Segundo ela, o que faz parte da natureza humana é o desejo de estabelecer relações afetivas e/ou sexuais, mas é o contexto sociocultural que influencia nas escolhas, e às vezes determina, se e quando essas relações serão estabelecidas e sob que formato.
Os relacionamentos não-monogâmicos estão envoltos também na questão política e jurídica no Brasil.
De acordo com Antônio Pilão, os debates sobre o poliamor começaram no início dos anos 2000 no país, e ainda são recentes.
O professor afirma que o Estado brasileiro tem como preocupação garantir a monogamia como única forma de construção do casamento.
Previsto no artigo 235 do Código Penal, com penas que variam de um a seis anos para os envolvidos, a bigamia, casamento com mais de uma pessoa, é crime no Brasil.

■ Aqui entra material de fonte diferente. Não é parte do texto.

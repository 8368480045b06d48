//! Engine configuration.
//!
//! Every field has a default, so `{}` is a valid configuration file.
//!
//! ```
//! use manuscript_core::config::{EngineConfig, MirrorMode};
//!
//! let config: EngineConfig = serde_json::from_str(r#"{ "mirror_mode": "inline" }"#).unwrap();
//! assert_eq!(config.mirror_mode, MirrorMode::Inline);
//! assert_eq!(config.external_timeout_ms, 10_000);
//! ```

use serde::{Deserialize, Serialize};
use std::error::Error;
use std::fmt::{Display, Formatter};
use std::path::{Path, PathBuf};
use std::time::Duration;

/// How cache writes are mirrored to the external store.
#[derive(Debug, Clone, Copy, Default, PartialEq, Eq, Serialize, Deserialize)]
#[serde(rename_all = "snake_case")]
pub enum MirrorMode {
    /// Spawn the mirror write and respond without waiting for it.
    #[default]
    Detached,
    /// Await the mirror write (still bounded) and report failures as warnings.
    Inline,
}

/// Runtime configuration of the reconciliation engine.
#[derive(Debug, Clone, PartialEq, Eq, Serialize, Deserialize)]
pub struct EngineConfig {
    /// Upper bound for every external store call.
    #[serde(default = "default_external_timeout_ms")]
    pub external_timeout_ms: u64,
    #[serde(default)]
    pub mirror_mode: MirrorMode,
    /// `trace|debug|info|warn|error`; defaults to the build-mode level.
    #[serde(default)]
    pub log_level: Option<String>,
    /// Absolute directory for rolling log files. Logging stays off when unset.
    #[serde(default)]
    pub log_dir: Option<String>,
}

fn default_external_timeout_ms() -> u64 {
    10_000
}

impl Default for EngineConfig {
    fn default() -> Self {
        Self {
            external_timeout_ms: default_external_timeout_ms(),
            mirror_mode: MirrorMode::default(),
            log_level: None,
            log_dir: None,
        }
    }
}

impl EngineConfig {
    pub fn external_timeout(&self) -> Duration {
        Duration::from_millis(self.external_timeout_ms)
    }

    /// Rejects values that would make external calls unbounded or instant.
    pub fn validate(&self) -> Result<(), ConfigError> {
        if self.external_timeout_ms == 0 {
            return Err(ConfigError::Invalid(
                "external_timeout_ms must be greater than zero".to_string(),
            ));
        }
        Ok(())
    }
}

/// Configuration loading errors.
#[derive(Debug)]
pub enum ConfigError {
    Io { path: PathBuf, source: std::io::Error },
    Parse { path: PathBuf, source: serde_json::Error },
    Invalid(String),
}

impl Display for ConfigError {
    fn fmt(&self, f: &mut Formatter<'_>) -> std::fmt::Result {
        match self {
            Self::Io { path, source } => {
                write!(f, "failed to read config `{}`: {source}", path.display())
            }
            Self::Parse { path, source } => {
                write!(f, "failed to parse config `{}`: {source}", path.display())
            }
            Self::Invalid(message) => write!(f, "invalid config: {message}"),
        }
    }
}

impl Error for ConfigError {
    fn source(&self) -> Option<&(dyn Error + 'static)> {
        match self {
            Self::Io { source, .. } => Some(source),
            Self::Parse { source, .. } => Some(source),
            Self::Invalid(_) => None,
        }
    }
}

/// Reads and validates a JSON configuration file.
pub fn load_config(path: impl AsRef<Path>) -> Result<EngineConfig, ConfigError> {
    let path = path.as_ref();
    let text = std::fs::read_to_string(path).map_err(|source| ConfigError::Io {
        path: path.to_path_buf(),
        source,
    })?;
    let config: EngineConfig = serde_json::from_str(&text).map_err(|source| ConfigError::Parse {
        path: path.to_path_buf(),
        source,
    })?;
    config.validate()?;
    Ok(config)
}
//! Client-side tree state.
//!
//! # Responsibility
//! - Hold the local node list and its explicit view state.
//! - Apply mutations optimistically and reconcile them with the server.
//!
//! # Invariants
//! - The client never leaves a partially applied plan visible.

pub mod optimistic;
pub mod remote;
pub mod view_state;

Porém, em 2012, houve o reconhecimento do primeiro relacionamento poliafetivo na cidade de Tupã, no interior de São Paulo.
Em 2018, o Conselho Nacional de Justiça (CNJ) proibiu que cartórios no país registrem uniões poliafetivas, o que tornou inválida juridicamente a oficialização realizada em Tupã.
O Supremo Tribunal Federal (STF), além da decisão do CNJ, também rejeitou o reconhecimento de duas uniões estáveis simultâneas.
Para o professor Antônio Pilão, a decisão ocorrida em 2020 com repercussão geral marca um cenário complicado para relações não-monogâmicas.